TASK TO CARRY OUT:
Work out the count of lines in the entries below that include "when", and write only that count.

>>>>>

//! Deferred ring joins: when the sweep detects output polygons sharing a
//! collinear edge it records a join request; after all edges retire the
//! requests are verified and the rings spliced (or split, when a ring is
//! joined with itself).

use crate::math::predicates::{pt3_is_on_segment, slopes_equal3, slopes_equal4};
use crate::math::IntPoint;

use super::edge::{EdgeId, OutPtId};
use super::output::OutPt;
use super::Clipper;

/// A deferred request to splice two rings along a shared collinear segment.
#[derive(Debug, Clone, Copy)]
pub(crate) struct JoinRec {
    pub pt1a: IntPoint,
    pub pt1b: IntPoint,
    pub poly1_idx: usize,
    pub pt2a: IntPoint,
    pub pt2b: IntPoint,
    pub poly2_idx: usize,
}

/// A horizontal edge remembered for overlap detection against later
/// horizontals at the same level.
#[derive(Debug, Clone, Copy)]
pub(crate) struct HorzJoinRec {
    pub edge: EdgeId,
    pub saved_idx: usize,
}

/// Clamps two collinear segments to their common overlap, if any.
///
/// Returns the overlap endpoints ordered along the dominant axis.
pub(crate) fn get_overlap_segment(
    mut pt1a: IntPoint,
    mut pt1b: IntPoint,
    mut pt2a: IntPoint,
    mut pt2b: IntPoint,
) -> Option<(IntPoint, IntPoint)> {
    if pt1a.y == pt1b.y || ((pt1a.x - pt1b.x) / (pt1a.y - pt1b.y)).abs() > 1 {
        if pt1a.x > pt1b.x {
            std::mem::swap(&mut pt1a, &mut pt1b);
        }
        if pt2a.x > pt2b.x {
            std::mem::swap(&mut pt2a, &mut pt2b);
        }
        let pt1 = if pt1a.x > pt2a.x { pt1a } else { pt2a };
        let pt2 = if pt1b.x < pt2b.x { pt1b } else { pt2b };
        (pt1.x < pt2.x).then_some((pt1, pt2))
    } else {
        if pt1a.y < pt1b.y {
            std::mem::swap(&mut pt1a, &mut pt1b);
        }
        if pt2a.y < pt2b.y {
            std::mem::swap(&mut pt2a, &mut pt2b);
        }
        let pt1 = if pt1a.y < pt2a.y { pt1a } else { pt2a };
        let pt2 = if pt1b.y > pt2b.y { pt1b } else { pt2b };
        (pt1.y > pt2.y).then_some((pt1, pt2))
    }
}

impl Clipper {
    /// Records a join between the rings the two edges are contributing to.
    /// Explicit indices override the edges' current ring assignment (used
    /// when the ring index was captured before later splices).
    pub(crate) fn add_join(
        &mut self,
        e1: EdgeId,
        e2: EdgeId,
        e1_out_idx: Option<usize>,
        e2_out_idx: Option<usize>,
    ) {
        let Some(poly1_idx) = e1_out_idx.or(self.edges[e1].out_idx) else {
            return;
        };
        let Some(poly2_idx) = e2_out_idx.or(self.edges[e2].out_idx) else {
            return;
        };
        let jr = JoinRec {
            pt1a: self.edges[e1].curr,
            pt1b: self.edges[e1].top,
            poly1_idx,
            pt2a: self.edges[e2].curr,
            pt2b: self.edges[e2].top,
            poly2_idx,
        };
        self.joins.push(jr);
    }

    pub(crate) fn add_horz_join(&mut self, e: EdgeId, saved_idx: usize) {
        self.horz_joins.push(HorzJoinRec { edge: e, saved_idx });
    }

    /// Finds a ring segment collinear with `pt1→pt2` that overlaps it,
    /// returning the containing ring node and the clamped overlap.
    fn find_segment(
        &self,
        start: OutPtId,
        pt1: IntPoint,
        pt2: IntPoint,
    ) -> Option<(OutPtId, IntPoint, IntPoint)> {
        let mut pp = start;
        loop {
            let pp_pt = self.out_pts[pp].pt;
            let prev_pt = self.out_pts[self.out_pts[pp].prev].pt;
            if slopes_equal4(pt1, pt2, pp_pt, prev_pt, true) && slopes_equal3(pt1, pt2, pp_pt, true)
            {
                if let Some((a, b)) = get_overlap_segment(pt1, pt2, pp_pt, prev_pt) {
                    return Some((pp, a, b));
                }
            }
            pp = self.out_pts[pp].next;
            if pp == start {
                return None;
            }
        }
    }

    /// Inserts a new ring point carrying `pt` between two neighbouring
    /// nodes (in either link orientation).
    fn insert_ring_pt_between(&mut self, p1: OutPtId, p2: OutPtId, pt: IntPoint) -> OutPtId {
        let idx = self.out_pts[p1].idx;
        if p2 == self.out_pts[p1].next {
            let result = self.out_pts.insert(OutPt {
                idx,
                pt,
                next: p2,
                prev: p1,
            });
            self.out_pts[p1].next = result;
            self.out_pts[p2].prev = result;
            result
        } else {
            let result = self.out_pts.insert(OutPt {
                idx,
                pt,
                next: p1,
                prev: p2,
            });
            self.out_pts[p2].next = result;
            self.out_pts[p1].prev = result;
            result
        }
    }

    /// Locates (or inserts) the two ring nodes bounding the overlap
    /// `pt1→pt2` next to `pp`, returning them in ring order.
    fn overlap_nodes(
        &mut self,
        pp: OutPtId,
        pt1: IntPoint,
        pt2: IntPoint,
    ) -> (OutPtId, OutPtId) {
        let prev = self.out_pts[pp].prev;
        let pp_pt = self.out_pts[pp].pt;
        let prev_pt = self.out_pts[prev].pt;

        let p1 = if pp_pt == pt1 {
            pp
        } else if prev_pt == pt1 {
            prev
        } else {
            self.insert_ring_pt_between(pp, prev, pt1)
        };

        let p2 = if pp_pt == pt2 {
            pp
        } else if prev_pt == pt2 {
            prev
        } else if p1 == pp || p1 == prev {
            self.insert_ring_pt_between(pp, prev, pt2)
        } else if pt3_is_on_segment(pp_pt, self.out_pts[p1].pt, pt2) {
            self.insert_ring_pt_between(pp, p1, pt2)
        } else {
            self.insert_ring_pt_between(p1, prev, pt2)
        };
        (p1, p2)
    }

    fn point_is_ring_vertex(&self, pt: IntPoint, start: OutPtId) -> bool {
        let mut op = start;
        loop {
            if self.out_pts[op].pt == pt {
                return true;
            }
            op = self.out_pts[op].next;
            if op == start {
                return false;
            }
        }
    }

    /// Resolves every deferred join accumulated during the sweep.
    pub(crate) fn join_common_edges(&mut self) {
        for i in 0..self.joins.len() {
            let join = self.joins[i];
            let Some(pp1a_start) = self.out_recs[join.poly1_idx].pts else {
                continue;
            };
            let Some(pp2a_start) = self.out_recs[join.poly2_idx].pts else {
                continue;
            };

            // locate the two overlapping ring segments
            let Some((pp1a, mut pt1, mut pt2)) =
                self.find_segment(pp1a_start, join.pt2a, join.pt2b)
            else {
                continue;
            };
            let found2 = if join.poly1_idx == join.poly2_idx {
                // searching one ring for both segments: segment 2 must be a
                // different node than segment 1
                let from = self.out_pts[pp1a].next;
                match self.find_segment(from, join.pt1a, join.pt1b) {
                    Some((pp2a, pt3, pt4)) if pp2a != pp1a => Some((pp2a, pt3, pt4)),
                    _ => None,
                }
            } else {
                self.find_segment(pp2a_start, join.pt1a, join.pt1b)
            };
            let Some((pp2a, pt3, pt4)) = found2 else {
                continue;
            };
            let Some((a, b)) = get_overlap_segment(pt1, pt2, pt3, pt4) else {
                continue;
            };
            pt1 = a;
            pt2 = b;

            let (p1, p2) = self.overlap_nodes(pp1a, pt1, pt2);
            let (p3, p4) = self.overlap_nodes(pp2a, pt1, pt2);

            // p1.pt == p3.pt and p2.pt == p4.pt, so join p1→p3 and p2→p4
            if self.out_pts[p1].next == p2 && self.out_pts[p3].prev == p4 {
                self.out_pts[p1].next = p3;
                self.out_pts[p3].prev = p1;
                self.out_pts[p2].prev = p4;
                self.out_pts[p4].next = p2;
            } else if self.out_pts[p1].prev == p2 && self.out_pts[p3].next == p4 {
                self.out_pts[p1].prev = p3;
                self.out_pts[p3].next = p1;
                self.out_pts[p2].next = p4;
                self.out_pts[p4].prev = p2;
            } else {
                continue; // an orientation is probably wrong
            }

            if join.poly1_idx == join.poly2_idx {
                // the self-join split one ring into two; keep the longer
                // fragment on the original record (it may own holes)
                let idx1 = join.poly1_idx;
                let (keep, split) = if self.ring_point_count(p1) > self.ring_point_count(p2) {
                    (p1, p2)
                } else {
                    (p2, p1)
                };
                let keep_bottom = self.ring_bottom(keep);
                self.out_recs[idx1].pts = Some(keep_bottom);
                self.out_recs[idx1].bottom_pt = Some(keep_bottom);
                let idx2 = self.create_out_rec();
                let split_bottom = self.ring_bottom(split);
                self.out_recs[idx2].pts = Some(split_bottom);
                self.out_recs[idx2].bottom_pt = Some(split_bottom);
                self.renumber_ring(idx2);
                self.joins[i].poly2_idx = idx2;

                let ring1 = keep_bottom;
                let ring2 = split_bottom;
                let probe2 = self.out_pts[ring2].pt;
                let probe1 = self.out_pts[ring1].pt;
                if self.point_in_ring(probe2, ring1) {
                    // the split fragment nests inside the original
                    let hole = !self.out_recs[idx1].is_hole;
                    self.out_recs[idx2].is_hole = hole;
                    self.out_recs[idx2].first_left = Some(idx1);
                    if hole == (self.ring_area(idx2) > 0.0) {
                        self.reverse_ring_links(ring2);
                    }
                } else if self.point_in_ring(probe1, ring2) {
                    // the original nests inside the split fragment
                    let hole = self.out_recs[idx1].is_hole;
                    self.out_recs[idx2].is_hole = hole;
                    self.out_recs[idx1].is_hole = !hole;
                    let fl = self.out_recs[idx1].first_left;
                    self.out_recs[idx2].first_left = fl;
                    self.out_recs[idx1].first_left = Some(idx2);
                    if self.out_recs[idx1].is_hole == (self.ring_area(idx1) > 0.0) {
                        self.reverse_ring_links(ring1);
                    }
                } else {
                    let hole = self.out_recs[idx1].is_hole;
                    self.out_recs[idx2].is_hole = hole;
                    let fl = self.out_recs[idx1].first_left;
                    self.out_recs[idx2].first_left = fl;
                }

                // redirect later joins that referenced the split-off points
                for k in (i + 1)..self.joins.len() {
                    let other = self.joins[k];
                    if other.poly1_idx == idx1 && self.point_is_ring_vertex(other.pt1a, split) {
                        self.joins[k].poly1_idx = idx2;
                    }
                    if other.poly2_idx == idx1 && self.point_is_ring_vertex(other.pt2a, split) {
                        self.joins[k].poly2_idx = idx2;
                    }
                }
            } else {
                // two rings were joined; retire the absorbed record
                let idx1 = join.poly1_idx;
                let idx2 = join.poly2_idx;
                self.renumber_ring(idx1);
                self.out_recs[idx2].pts = None;
                self.out_recs[idx2].bottom_pt = None;
                self.out_recs[idx2].append_link = Some(idx1);
                if self.out_recs[idx1].is_hole && !self.out_recs[idx2].is_hole {
                    self.out_recs[idx1].is_hole = false;
                }
                for k in (i + 1)..self.joins.len() {
                    if self.joins[k].poly1_idx == idx2 {
                        self.joins[k].poly1_idx = idx1;
                    }
                    if self.joins[k].poly2_idx == idx2 {
                        self.joins[k].poly2_idx = idx1;
                    }
                }
                self.joins[i].poly2_idx = idx1;
            }

            // clean up redundant vertices introduced by the splice
            let idx1 = self.joins[i].poly1_idx;
            let idx2 = self.joins[i].poly2_idx;
            // re-anchor before fixup: the splice may have stranded anchors
            if let Some(pts) = self.out_recs[idx1].pts {
                let bottom = self.ring_bottom(pts);
                self.out_recs[idx1].bottom_pt = Some(bottom);
            }
            self.fixup_out_polygon(idx1);
            if idx2 != idx1 {
                if let Some(pts) = self.out_recs[idx2].pts {
                    let bottom = self.ring_bottom(pts);
                    self.out_recs[idx2].bottom_pt = Some(bottom);
                }
                self.fixup_out_polygon(idx2);
            }
        }
    }

    /// Walks append links to the surviving record of a chain of splices.
    pub(crate) fn find_append_link_end(&self, mut idx: usize) -> usize {
        while let Some(next) = self.out_recs[idx].append_link {
            idx = next;
        }
        idx
    }
}

#[cfg(test)]
#[allow(clippy::unwrap_used)]
mod tests {
    use super::*;

    fn p(x: i64, y: i64) -> IntPoint {
        IntPoint::new(x, y)
    }

    #[test]
    fn overlap_of_horizontal_segments() {
        let overlap = get_overlap_segment(p(0, 0), p(10, 0), p(5, 0), p(20, 0)).unwrap();
        assert_eq!(overlap, (p(5, 0), p(10, 0)));
        assert!(get_overlap_segment(p(0, 0), p(4, 0), p(5, 0), p(20, 0)).is_none());
    }

    #[test]
    fn overlap_of_vertical_segments() {
        let overlap = get_overlap_segment(p(0, 0), p(0, 10), p(0, 5), p(0, 30)).unwrap();
        assert_eq!(overlap, (p(0, 10), p(0, 5)));
    }

    #[test]
    fn touching_endpoints_do_not_overlap() {
        assert!(get_overlap_segment(p(0, 0), p(5, 0), p(5, 0), p(9, 0)).is_none());
    }
}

<<<<<

ANSWER BOX:
3